Of all the things the Phoenix developers are doing, I believe the plug-in/add-on manager is one of the most important. It is getting more difficult for add-ons to integrate into Mozilla, let alone the Gecko-based browsers that they should also work with. In most cases, the add-ons make assumptions about what menus are available and add overlays. I was thinking the other day, what if Windows 95 had included a generic program installer. Every program does similar things when installing. It would have made more sense to just have a standard package format and script for the installer to run. Of course then InstallShield would be out of business and Microsoft would be charging for installs of everyone’s apps. In any case, it would be nice if Phoenix could set up well-defined hooks into the application that mean that the add-on doesn’t need to know much about the menu structure. Microsoft products, especially Word, have had this kind of extensibility for years.

Off the top of my head, here’s a few application hooks that I believe will be important for add-on creators. I’m thinking new menus, new toolbars, and new buttons for specific toolbars will be heavily used, particularly now that toolbar customization is a reality. Event hooks to support things like mouse gestures and context menu changes also need to be considered. I suspect there are more exotic kinds of hooks that haven’t even been considered because nobody’s invented useful things for them yet. For example, I can imagine automatic spell checking of textareas and inputs or adding user page load filters. I’m hoping that Phoenix will provide an elegant mechanism for adding on to the application and managing these add-ons.
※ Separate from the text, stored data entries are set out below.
//! Planning of the SFTP upload.
//!
//! The remote directory is listed first so unchanged files are skipped. A
//! file is uploaded when it is missing remotely or its size differs.

use std::borrow::Cow;
use std::collections::{BTreeMap, BTreeSet};
use std::io;

use camino::{Utf8Path, Utf8PathBuf};
use cap_std::{ambient_authority, fs_utf8::Dir};
use shell_escape::unix::escape;

use super::env::remote_join;

/// A regular file found under the local bootstrap directory.
#[derive(Clone, Debug, Eq, PartialEq)]
pub struct LocalFile {
    /// Path relative to the local root, `/` separated.
    pub relative: String,
    /// Size in bytes.
    pub size: u64,
}

/// Files and directories an upload must create.
#[derive(Clone, Debug, Default, Eq, PartialEq)]
pub struct TransferPlan {
    /// Remote directories to create, parents first.
    pub directories: Vec<String>,
    /// Relative paths of the files to upload.
    pub files: Vec<String>,
}

impl TransferPlan {
    /// Returns `true` when nothing needs uploading.
    #[must_use]
    pub const fn is_empty(&self) -> bool {
        self.files.is_empty()
    }
}

/// Recursively lists the regular files under `root`.
///
/// `skip` names a path, relative to `root`, left out of the walk.
///
/// # Errors
///
/// Returns any I/O error raised while opening or reading directories.
pub fn walk_local(root: &Utf8Path, skip: Option<&str>) -> io::Result<Vec<LocalFile>> {
    let dir = Dir::open_ambient_dir(root, ambient_authority())?;
    let mut files = Vec::new();
    walk_dir(&dir, "", skip, &mut files)?;
    files.sort_by(|lhs, rhs| lhs.relative.cmp(&rhs.relative));
    Ok(files)
}

fn walk_dir(dir: &Dir, prefix: &str, skip: Option<&str>, files: &mut Vec<LocalFile>) -> io::Result<()> {
    for item in dir.entries()? {
        let entry = item?;
        let name = entry.file_name()?;
        let relative = if prefix.is_empty() {
            name.clone()
        } else {
            format!("{prefix}/{name}")
        };
        if skip == Some(relative.as_str()) {
            continue;
        }

        let file_type = entry.file_type()?;
        if file_type.is_dir() {
            let child = dir.open_dir(&name)?;
            walk_dir(&child, &relative, skip, files)?;
        } else if file_type.is_file() {
            let size = entry.metadata()?.len();
            files.push(LocalFile { relative, size });
        }
    }
    Ok(())
}

/// Parses the `%P\t%s` listing produced by the remote `find`.
#[must_use]
pub fn parse_remote_listing(listing: &str) -> BTreeMap<String, u64> {
    listing
        .lines()
        .filter_map(|line| {
            let (path, size) = line.rsplit_once('\t')?;
            let parsed = size.trim().parse().ok()?;
            (!path.is_empty()).then(|| (path.to_owned(), parsed))
        })
        .collect()
}

/// Decides which local files must be uploaded.
///
/// An exclusion matches either a file name or a full relative path.
#[must_use]
pub fn plan_transfer(
    local: &[LocalFile],
    remote: &BTreeMap<String, u64>,
    exclusions: &BTreeSet<String>,
) -> TransferPlan {
    let files: Vec<String> = local
        .iter()
        .filter(|file| !is_excluded(&file.relative, exclusions))
        .filter(|file| remote.get(&file.relative) != Some(&file.size))
        .map(|file| file.relative.clone())
        .collect();

    let directories: BTreeSet<String> = files
        .iter()
        .flat_map(|path| parent_directories(path))
        .collect();

    TransferPlan {
        directories: directories.into_iter().collect(),
        files,
    }
}

fn is_excluded(relative: &str, exclusions: &BTreeSet<String>) -> bool {
    let name = relative.rsplit('/').next().unwrap_or(relative);
    exclusions.contains(relative) || exclusions.contains(name)
}

fn parent_directories(path: &str) -> Vec<String> {
    let mut parents = Vec::new();
    let mut current = path;
    while let Some((parent, _)) = current.rsplit_once('/') {
        parents.push(parent.to_owned());
        current = parent;
    }
    parents
}

/// Renders an `sftp -b` batch script for `plan`.
///
/// The descriptor, when given, is always uploaded into the remote root.
#[must_use]
pub fn batch_script(
    local_root: &Utf8Path,
    remote_root: &str,
    plan: &TransferPlan,
    descriptor: Option<&Utf8PathBuf>,
) -> String {
    let mut script = format!("-mkdir {}\n", quote(remote_root));
    for directory in &plan.directories {
        script.push_str("-mkdir ");
        script.push_str(&quote(&remote_join(remote_root, directory)));
        script.push('\n');
    }
    for file in &plan.files {
        let local = local_root.join(file);
        script.push_str("put ");
        script.push_str(&quote(local.as_str()));
        script.push(' ');
        script.push_str(&quote(&remote_join(remote_root, file)));
        script.push('\n');
    }
    if let Some(path) = descriptor
        && let Some(name) = path.file_name()
    {
        script.push_str("put ");
        script.push_str(&quote(path.as_str()));
        script.push(' ');
        script.push_str(&quote(&remote_join(remote_root, name)));
        script.push('\n');
    }
    script
}

fn quote(value: &str) -> String {
    escape(Cow::from(value)).into_owned()
}
impl CommandRunner for ScriptedRunner {
    fn run<'a>(&'a self, spec: &'a CommandSpec) -> RunnerFuture<'a> {
        Box::pin(async move {
            let batch = batch_contents(spec);
            let mut state = self.state.lock();
            state.invocations.push(spec.clone());
            if let Some(contents) = batch {
                state.batches.push(contents);
            }
            state
                .responses
                .pop_front()
                .unwrap_or_else(|| {
                    Err(InstallerError::Spawn {
                        program: spec.program.clone(),
                        message: String::from("no scripted response available"),
                    })
                })
        })
    }
}

#[derive(Debug, Default)]
struct ProbeState {
    unreachable: BTreeSet<String>,
    all_unreachable: bool,
    closed_ports: BTreeSet<u16>,
    open: BTreeSet<(String, u16)>,
    delay: Duration,
    calls: Vec<String>,
}

/// Reachability probe with a fixed answer per host and port.
///
/// Every port answers unless it was closed with [`FakeProbe::close_port`];
/// [`FakeProbe::open_port`] reopens a closed port on one host. Blocked hosts
/// never answer.
#[derive(Clone, Debug, Default)]
pub struct FakeProbe {
    state: Arc<Mutex<ProbeState>>,
}

impl FakeProbe {
    /// Probe that reports every host reachable.
    #[must_use]
    pub fn reachable() -> Self {
        Self::default()
    }

    /// Probe that reports every host unreachable.
    #[must_use]
    pub fn unreachable() -> Self {
        let probe = Self::default();
        probe.state.lock().all_unreachable = true;
        probe
    }

    /// Marks `host` unreachable.
    pub fn block(&self, host: &str) {
        self.state.lock().unreachable.insert(host.to_owned());
    }

    /// Closes `port` on every host.
    pub fn close_port(&self, port: u16) {
        self.state.lock().closed_ports.insert(port);
    }

    /// Opens `port` on `host` even when the port is closed elsewhere.
    pub fn open_port(&self, host: &str, port: u16) {
        self.state.lock().open.insert((host.to_owned(), port));
    }

    /// Makes every probe take up to `delay`, bounded by its limit.
    pub fn set_delay(&self, delay: Duration) {
        self.state.lock().delay = delay;
    }

    /// Hosts probed so far, in call order.
    #[must_use]
    pub fn calls(&self) -> Vec<String> {
        self.state.lock().calls.clone()
    }
}

impl ReachabilityProbe for FakeProbe {
    fn probe<'a>(&'a self, host: &'a str, port: u16, limit: Duration) -> ProbeFuture<'a> {
        Box::pin(async move {
            let (reachable, delay) = {
                let mut state = self.state.lock();
                state.calls.push(host.to_owned());
                let listening = !state.closed_ports.contains(&port)
                    || state.open.contains(&(host.to_owned(), port));
                (
                    listening && !state.all_unreachable && !state.unreachable.contains(host),
                    state.delay,
                )
            };
            if !delay.is_zero() {
                sleep(delay.min(limit)).await;
            }
            reachable
        })
    }
}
If they do this right, I hope it can become a part of all Mozilla-based browsers.

Is it a Phoenix bug?

I’ve been trying out the latest nightly of Phoenix and was about to complain that form scrollbars were broken. Turns out that bug 170184 is undoubtably the cause. Sharing most of the codebase with the Mozilla trunk has many advantages, but running into this kind of problem when you’re trying to release a milestone has got to be frustrating. Since Phoenix contains so much of Mozilla, determining where a bug is may be challenging. At least they’re in the same bug tracking system so it will be easy to move them if they’re incorrectly classified.